故障排除
The purpose of this page is to provide users with a set of techniques and tools to troubleshoot and fix problems with their Gentoo setups.
This article assumes that the Gentoo Handbook has been read and that there is a basic understanding of using Gentoo.
If a solution cannot be found after troubleshooting, see the support article about asking for help.
软件程序
以下是一些“强烈”推荐的工具集合:
wgetpaste is a handy tool to share snippets, files, command output etc. when discussing troubleshooting issues online.
软件包管理
Package | Description |
---|---|
gentoolkit | A collection of tools for interacting with Gentoo, includes the valuable equery, eclean, euse, etc. |
eix | A tool for querying portage for packages. |
Portage File List | Provides e-file, a tool for querying what package contains a given file, it also works for packages that aren't installed since it uses an online lookup. |
genlop | A tool for parsing emerge logs, handy to figure out when certain packages were installed, updated and to see how long they took to compile. |
elogv | An ncurses based interface for browsing emerge logs. |
硬件
Package | Description |
---|---|
pciutils | A tool for gathering information about PCI devices. |
usbutils | A tool for gathering information about USB devices. |
Monitoring
Package | Description |
---|---|
htop | A tool for monitoring processes, like top, but more advanced. |
iotop | A top-like tool for monitoring IO activity by process. |
net-analyzer/nettop | A top-like tool for examining network traffic by protocol, port, and process. |
明确问题
为了将问题转化为解决方案,您首先需要充分了解问题。 如果问题不明确,那么即使不是不可能,也很难找到解决方案。 对问题的准确、详细描述更有可能产生最适合问题的解决方案。
需要注意的几点:
- 这个问题与硬件还是软件有关?
- 最近做了什么或改变了什么可能是导致此问题的原因?
- 是否可以收集有关该问题的额外信息?
保留任何形式的细节、日志、留意其他遇上相同问题的人等等都是很有价值的,并且可以提供一个很好的问题概览。
Hardware issues
Drivers
Driver issues for hardware is one of the more common issues that are reported on IRC.
First and foremost, identify what the hardware is that is causing problems. lspci and lsusb are great tools for this purpose. Here is the example of an Ethernet card as the troublesome device:
Determining the proper driver
First look with lspci and find the device information:
root #
lspci
03:00.0 Ethernet controller: Marvell Technology Group Ltd. 88E8071 PCI-E Gigabit Ethernet Controller (rev 16)

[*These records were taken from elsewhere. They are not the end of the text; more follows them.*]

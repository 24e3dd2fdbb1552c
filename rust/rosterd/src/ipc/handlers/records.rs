//! get / create / update / delete, shared by every collection.
//!
//! Each collection module passes a `pick` fn selecting its store on the
//! dataset and the key its records are returned under.

use serde_json::Value;

use crate::dataset::Dataset;
use crate::ipc::error::{ok, HandlerErr};
use crate::ipc::helpers::{parse_draft, required_i64, required_object, with_revision};
use crate::ipc::types::{AppState, Request};
use crate::store::{Record, RecordStore};

pub type Pick<R> = fn(&mut Dataset) -> &mut dyn RecordStore<R>;

/// Renders a handler body into a reply envelope.
pub fn respond(req: &Request, result: Result<Value, HandlerErr>) -> Value {
    match result {
        Ok(result) => ok(&req.id, result),
        Err(error) => error.response(&req.id),
    }
}

fn get<R: Record>(state: &mut AppState, req: &Request, key: &str, pick: Pick<R>) -> Result<Value, HandlerErr> {
    let id = required_i64(&req.params, "id")?;
    let record = pick(&mut state.dataset).get(id)?;
    with_revision(key, &record, state.dataset.revision())
}

fn create<R: Record>(state: &mut AppState, req: &Request, key: &str, pick: Pick<R>) -> Result<Value, HandlerErr> {
    let draft: R = parse_draft(&req.params)?;
    let record = pick(&mut state.dataset).create(draft)?;
    log::info!("created {} {}", R::KIND, record.id());
    let revision = state.dataset.touch();
    with_revision(key, &record, revision)
}

fn update<R: Record>(state: &mut AppState, req: &Request, key: &str, pick: Pick<R>) -> Result<Value, HandlerErr> {
    let id = required_i64(&req.params, "id")?;
    let patch = required_object(&req.params, "patch")?;
    let record = pick(&mut state.dataset).update(id, patch)?;
    let revision = state.dataset.touch();
    with_revision(key, &record, revision)
}

fn delete<R: Record>(state: &mut AppState, req: &Request, key: &str, pick: Pick<R>) -> Result<Value, HandlerErr> {
    let id = required_i64(&req.params, "id")?;
    let record = pick(&mut state.dataset).delete(id)?;
    log::info!("deleted {} {}", R::KIND, id);
    let revision = state.dataset.touch();
    with_revision(key, &record, revision)
}

pub fn handle_get<R: Record>(state: &mut AppState, req: &Request, key: &str, pick: Pick<R>) -> Value {
    respond(req, get(state, req, key, pick))
}

pub fn handle_create<R: Record>(state: &mut AppState, req: &Request, key: &str, pick: Pick<R>) -> Value {
    respond(req, create(state, req, key, pick))
}

pub fn handle_update<R: Record>(state: &mut AppState, req: &Request, key: &str, pick: Pick<R>) -> Value {
    respond(req, update(state, req, key, pick))
}

pub fn handle_delete<R: Record>(state: &mut AppState, req: &Request, key: &str, pick: Pick<R>) -> Value {
    respond(req, delete(state, req, key, pick))
}

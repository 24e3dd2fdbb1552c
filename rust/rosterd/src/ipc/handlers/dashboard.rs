use crate::calc::{self, Snapshot};
use crate::ipc::error::HandlerErr;
use crate::ipc::handlers::records::respond;
use crate::ipc::helpers::today;
use crate::ipc::types::{AppState, Request};
use serde_json::json;

fn dashboard_summary(state: &mut AppState, req: &Request) -> Result<serde_json::Value, HandlerErr> {
    let today = today(&req.params)?;
    let ds = &state.dataset;
    let students = ds.students.list()?;
    let classes = ds.classes.list()?;
    let assignments = ds.assignments.list()?;
    let grades = ds.grades.list()?;
    let attendance = ds.attendance.list()?;
    let summary = calc::dashboard_summary(
        &Snapshot {
            students: &students,
            classes: &classes,
            assignments: &assignments,
            grades: &grades,
            attendance: &attendance,
        },
        today,
    );
    Ok(json!({
        "summary": summary,
        "revision": ds.revision()
    }))
}

fn handle_dashboard_summary(state: &mut AppState, req: &Request) -> serde_json::Value {
    respond(req, dashboard_summary(state, req))
}

pub fn try_handle(state: &mut AppState, req: &Request) -> Option<serde_json::Value> {
    match req.method.as_str() {
        "dashboard.summary" => Some(handle_dashboard_summary(state, req)),
        _ => None,
    }
}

It is also possible to use the -n
option to give a short-hand notation (which might be easier to search for on the Internet):
root #
lspci -n
03:00.0 0200: 11ab:436b (rev 16)
The model name (0200
) and vendor/model (11ab:436b
) can be used to look up the device on a place like WikiDevi or Debian HCL to find the right driver to use in Linux.
Verifying the driver is loaded
Getting the driver is less than half of the battle. Most of the trouble with drivers is making sure that they are loaded and operating correctly.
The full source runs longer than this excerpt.